Beginning at the line that contains "const APPEND_ONLY: bool = true;", write out each remaining line of the entries below exactly as it stands.
Given entries START
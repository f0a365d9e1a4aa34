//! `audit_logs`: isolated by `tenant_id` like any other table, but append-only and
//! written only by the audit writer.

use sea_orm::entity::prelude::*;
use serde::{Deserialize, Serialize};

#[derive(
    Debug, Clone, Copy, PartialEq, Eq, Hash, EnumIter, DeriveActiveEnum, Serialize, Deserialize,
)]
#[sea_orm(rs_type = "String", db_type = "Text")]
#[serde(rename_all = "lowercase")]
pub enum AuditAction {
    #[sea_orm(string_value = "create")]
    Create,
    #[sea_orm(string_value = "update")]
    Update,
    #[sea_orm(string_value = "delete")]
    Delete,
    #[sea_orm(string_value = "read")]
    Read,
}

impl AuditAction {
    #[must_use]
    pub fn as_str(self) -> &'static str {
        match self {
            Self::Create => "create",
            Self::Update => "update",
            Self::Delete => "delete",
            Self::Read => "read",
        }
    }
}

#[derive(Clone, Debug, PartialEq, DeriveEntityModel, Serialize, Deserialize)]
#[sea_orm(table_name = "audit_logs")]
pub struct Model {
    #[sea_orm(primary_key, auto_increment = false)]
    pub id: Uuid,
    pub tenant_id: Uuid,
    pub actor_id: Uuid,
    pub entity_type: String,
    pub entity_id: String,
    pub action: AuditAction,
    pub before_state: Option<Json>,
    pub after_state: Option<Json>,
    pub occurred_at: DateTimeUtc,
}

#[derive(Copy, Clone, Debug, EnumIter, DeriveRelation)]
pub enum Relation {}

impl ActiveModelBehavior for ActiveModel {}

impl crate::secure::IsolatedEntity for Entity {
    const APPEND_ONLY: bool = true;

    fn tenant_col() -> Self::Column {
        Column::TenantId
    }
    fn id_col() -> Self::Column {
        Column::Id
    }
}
Given entries END
> Solution below
    const APPEND_ONLY: bool = true;

    fn tenant_col() -> Self::Column {
        Column::TenantId
    }
    fn id_col() -> Self::Column {
        Column::Id
    }
}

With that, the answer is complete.